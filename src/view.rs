//! Read-side wrapper over a repository.
//!
//! Predicates run in-process over `find_all()`, so a scan costs
//! O(stored entities of that type) whatever the backend.

use std::iter::Filter;
use std::sync::Arc;
use std::vec::IntoIter;

use crate::authz::Guard;
use crate::error::Result;
use crate::model::RegistryEntity;
use crate::ports::Repository;
use crate::principal::Principal;

/// Unscoped reads. Used by the lifecycle engine for existence checks and by
/// the integrity engine, which must see every dependent regardless of who
/// is asking.
pub struct View<E: RegistryEntity> {
    repository: Arc<dyn Repository<E>>,
}

impl<E: RegistryEntity> Clone for View<E> {
    fn clone(&self) -> Self {
        Self {
            repository: Arc::clone(&self.repository),
        }
    }
}

impl<E: RegistryEntity> View<E> {
    pub fn new(repository: Arc<dyn Repository<E>>) -> Self {
        Self { repository }
    }

    pub async fn get(&self, key: &E::Key) -> Result<Option<E>> {
        self.repository.find_by_id(key).await
    }

    /// Lazily filtered storage-order sequence.
    pub async fn find_all<P>(&self, predicate: P) -> Result<Filter<IntoIter<E>, P>>
    where
        P: FnMut(&E) -> bool + Send,
    {
        let all = self.repository.find_all().await?;
        Ok(all.into_iter().filter(predicate))
    }

    /// First match in storage order, stopping at it.
    pub async fn find_any<P>(&self, predicate: P) -> Result<Option<E>>
    where
        P: FnMut(&E) -> bool + Send,
    {
        Ok(self.find_all(predicate).await?.next())
    }

    /// Reads as seen by one principal.
    pub fn scoped<'a>(&'a self, guard: &'a Guard, principal: &'a Principal) -> ScopedView<'a, E> {
        ScopedView {
            view: self,
            guard,
            principal,
        }
    }
}

/// A [`View`] with the READ permission applied.
pub struct ScopedView<'a, E: RegistryEntity> {
    view: &'a View<E>,
    guard: &'a Guard,
    principal: &'a Principal,
}

impl<E: RegistryEntity> ScopedView<'_, E> {
    pub async fn get(&self, key: &E::Key) -> Result<Option<E>> {
        let found = self.view.get(key).await?;
        Ok(self.guard.post_authorize(self.principal, found))
    }

    pub async fn find_all<P>(&self, predicate: P) -> Result<Vec<E>>
    where
        P: FnMut(&E) -> bool + Send,
    {
        let matching = self.view.find_all(predicate).await?;
        Ok(self.guard.post_filter(self.principal, matching))
    }
}
//! Dependent tables per shared resource. Order of `with_dependents` calls is
//! check order and decides which dependent a blocked delete reports.

use super::rules;
use super::IntegrityEngine;
use crate::model::{DomainKey, InfrastructureKey, SchemaKey, StreamBindingKey, StreamKey, ZoneKey};
use crate::registry::Views;

pub fn zone_integrity(views: &Views) -> IntegrityEngine<ZoneKey> {
    IntegrityEngine::new()
        .with_dependents(views.stream_bindings.clone(), rules::stream_binding_in_zone)
        .with_dependents(views.consumer_bindings.clone(), rules::consumer_binding_in_zone)
        .with_dependents(views.producer_bindings.clone(), rules::producer_binding_in_zone)
        .with_dependents(views.process_bindings.clone(), rules::process_binding_in_zone)
        .with_dependents(views.processes.clone(), rules::process_in_zone)
        .with_dependents(views.infrastructure.clone(), rules::infrastructure_in_zone)
}

pub fn domain_integrity(views: &Views) -> IntegrityEngine<DomainKey> {
    IntegrityEngine::new()
        .with_dependents(views.schemas.clone(), rules::schema_in_domain)
        .with_dependents(views.streams.clone(), rules::stream_in_domain)
        .with_dependents(views.processes.clone(), rules::process_in_domain)
        .with_dependents(views.process_bindings.clone(), rules::process_binding_in_domain)
}

pub fn schema_integrity(views: &Views) -> IntegrityEngine<SchemaKey> {
    IntegrityEngine::new().with_dependents(views.streams.clone(), rules::stream_uses_schema)
}

pub fn stream_integrity(views: &Views) -> IntegrityEngine<StreamKey> {
    IntegrityEngine::new()
        .with_dependents(views.stream_bindings.clone(), rules::stream_binding_of_stream)
        .with_dependents(views.producers.clone(), rules::producer_of_stream)
        .with_dependents(views.consumers.clone(), rules::consumer_of_stream)
        .with_dependents(views.processes.clone(), rules::process_uses_stream)
}

pub fn infrastructure_integrity(views: &Views) -> IntegrityEngine<InfrastructureKey> {
    IntegrityEngine::new()
        .with_dependents(
            views.stream_bindings.clone(),
            rules::stream_binding_on_infrastructure,
        )
        .with_dependents(
            views.producer_bindings.clone(),
            rules::producer_binding_on_infrastructure,
        )
        .with_dependents(
            views.consumer_bindings.clone(),
            rules::consumer_binding_on_infrastructure,
        )
}

pub fn stream_binding_integrity(views: &Views) -> IntegrityEngine<StreamBindingKey> {
    IntegrityEngine::new().with_dependents(
        views.process_bindings.clone(),
        rules::process_binding_uses_stream_binding,
    )
}

#[cfg(test)]
mod tests {
    use super::*;
    use crate::model::EntityKind;
    use crate::registry::Registry;

    #[test]
    fn zone_dependents_are_checked_in_fixed_order() {
        let registry = Registry::in_memory();
        assert_eq!(
            zone_integrity(registry.views()).dependent_kinds(),
            vec![
                EntityKind::StreamBinding,
                EntityKind::ConsumerBinding,
                EntityKind::ProducerBinding,
                EntityKind::ProcessBinding,
                EntityKind::Process,
                EntityKind::Infrastructure,
            ]
        );
    }

    #[test]
    fn stream_dependents_cover_bindings_clients_and_processes() {
        let registry = Registry::in_memory();
        assert_eq!(
            stream_integrity(registry.views()).dependent_kinds(),
            vec![
                EntityKind::StreamBinding,
                EntityKind::Producer,
                EntityKind::Consumer,
                EntityKind::Process,
            ]
        );
    }
}
//! Validators run before create and update.

use std::sync::Arc;

use async_trait::async_trait;

use crate::error::{RegistryError, Result};
use crate::model::RegistryEntity;
use crate::ports::Validator;
use crate::view::View;

/// Approves everything.
pub struct AcceptAll;

#[async_trait]
impl<E: RegistryEntity> Validator<E> for AcceptAll {
    async fn validate_for_create(&self, _entity: &E) -> Result<()> {
        Ok(())
    }

    async fn validate_for_update(&self, _entity: &E, _existing: &E) -> Result<()> {
        Ok(())
    }
}

// ── Parent existence ─────────────────────────────────────────

/// One upstream-reference rule for entities of type `E`.
#[async_trait]
pub trait ParentCheck<E: RegistryEntity>: Send + Sync {
    async fn check(&self, entity: &E) -> Result<()>;
}

/// Every key returned by `parents` must resolve in `view`.
struct Exists<E: RegistryEntity, P: RegistryEntity> {
    view: View<P>,
    parents: fn(&E) -> Vec<P::Key>,
}

#[async_trait]
impl<E: RegistryEntity, P: RegistryEntity> ParentCheck<E> for Exists<E, P> {
    async fn check(&self, entity: &E) -> Result<()> {
        for parent in (self.parents)(entity) {
            if self.view.get(&parent).await?.is_none() {
                return Err(RegistryError::ValidationFailed(format!(
                    "{} {} references {} {} which does not exist",
                    E::KIND,
                    entity.key(),
                    P::KIND,
                    parent
                )));
            }
        }
        Ok(())
    }
}

/// Rejects an entity whose upstream references do not exist.
///
/// Checks run in registration order and stop at the first failure.
pub struct ParentValidator<E: RegistryEntity> {
    checks: Vec<Arc<dyn ParentCheck<E>>>,
}

impl<E: RegistryEntity> ParentValidator<E> {
    pub fn new() -> Self {
        Self { checks: Vec::new() }
    }

    pub fn require<P: RegistryEntity>(
        mut self,
        view: View<P>,
        parents: fn(&E) -> Vec<P::Key>,
    ) -> Self {
        self.checks.push(Arc::new(Exists { view, parents }));
        self
    }

    pub fn with_check(mut self, check: Arc<dyn ParentCheck<E>>) -> Self {
        self.checks.push(check);
        self
    }

    async fn run(&self, entity: &E) -> Result<()> {
        for check in &self.checks {
            check.check(entity).await?;
        }
        Ok(())
    }
}

impl<E: RegistryEntity> Default for ParentValidator<E> {
    fn default() -> Self {
        Self::new()
    }
}

#[async_trait]
impl<E: RegistryEntity> Validator<E> for ParentValidator<E> {
    async fn validate_for_create(&self, entity: &E) -> Result<()> {
        self.run(entity).await
    }

    async fn validate_for_update(&self, entity: &E, _existing: &E) -> Result<()> {
        self.run(entity).await
    }
}
//! Owned-children cleanup.
//!
//! A consumer owns its consumer bindings, a producer its producer bindings
//! and a process its process bindings. Deleting the owner deletes them
//! first, through the child service so each child gets its own handler
//! call, hooks and lock. Every child is authorized for DELETE before any is
//! removed, so a principal lacking rights on one child removes nothing.
//!
//! Past authorization the cascade is not atomic. Children are deleted one at
//! a time; if a child's handler or storage call fails, the children already
//! deleted stay deleted, the error is returned and the owner is kept.
//! Repeating the owner's delete finishes the job.

use std::sync::Arc;

use async_trait::async_trait;

use crate::authz::Action;
use crate::error::Result;
use crate::model::{
    ConsumerBinding, ConsumerKey, EntityKey, ProcessBinding, ProcessKey, ProducerBinding,
    ProducerKey, RegistryEntity,
};
use crate::principal::Principal;
use crate::service::{DeleteHook, EntityService};

pub struct OwnedChildren<K: EntityKey, C: RegistryEntity> {
    children: Arc<EntityService<C>>,
    owned_by: fn(&C, &K) -> bool,
}

impl<K: EntityKey, C: RegistryEntity> OwnedChildren<K, C> {
    pub fn new(children: Arc<EntityService<C>>, owned_by: fn(&C, &K) -> bool) -> Self {
        Self { children, owned_by }
    }
}

#[async_trait]
impl<P, K, C> DeleteHook<P> for OwnedChildren<K, C>
where
    P: RegistryEntity<Key = K>,
    K: EntityKey,
    C: RegistryEntity,
{
    async fn before_delete(&self, principal: &Principal, parent: &P) -> Result<()> {
        let owned_by = self.owned_by;
        let owner = parent.key();
        let owned: Vec<C> = self
            .children
            .view()
            .find_all(|child| owned_by(child, owner))
            .await?
            .collect();
        if owned.is_empty() {
            return Ok(());
        }

        for child in &owned {
            self.children
                .guard()
                .pre_authorize(principal, Action::Delete, child)?;
        }
        tracing::debug!(
            kind = %P::KIND,
            key = %owner,
            children = owned.len(),
            child_kind = %C::KIND,
            "cascading delete to owned children"
        );
        for child in &owned {
            self.children.delete(principal, child).await?;
        }
        Ok(())
    }
}

// ── Ownership rules ──────────────────────────────────────────

pub fn consumer_binding_of(binding: &ConsumerBinding, consumer: &ConsumerKey) -> bool {
    binding.key.consumer == *consumer
}

pub fn producer_binding_of(binding: &ProducerBinding, producer: &ProducerKey) -> bool {
    binding.key.producer == *producer
}

pub fn process_binding_of(binding: &ProcessBinding, process: &ProcessKey) -> bool {
    binding.key.process() == *process
}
----------------
Print the material above verbatim, first line through the line containing "impl<E: RegistryEntity> View<E>", both included.

EXERCISE RESPONSE -
filename src/view.rs
//! Read-side wrapper over a repository.
//!
//! Predicates run in-process over `find_all()`, so a scan costs
//! O(stored entities of that type) whatever the backend.

use std::iter::Filter;
use std::sync::Arc;
use std::vec::IntoIter;

use crate::authz::Guard;
use crate::error::Result;
use crate::model::RegistryEntity;
use crate::ports::Repository;
use crate::principal::Principal;

/// Unscoped reads. Used by the lifecycle engine for existence checks and by
/// the integrity engine, which must see every dependent regardless of who
/// is asking.
pub struct View<E: RegistryEntity> {
    repository: Arc<dyn Repository<E>>,
}

impl<E: RegistryEntity> Clone for View<E> {
    fn clone(&self) -> Self {
        Self {
            repository: Arc::clone(&self.repository),
        }
    }
}

impl<E: RegistryEntity> View<E> {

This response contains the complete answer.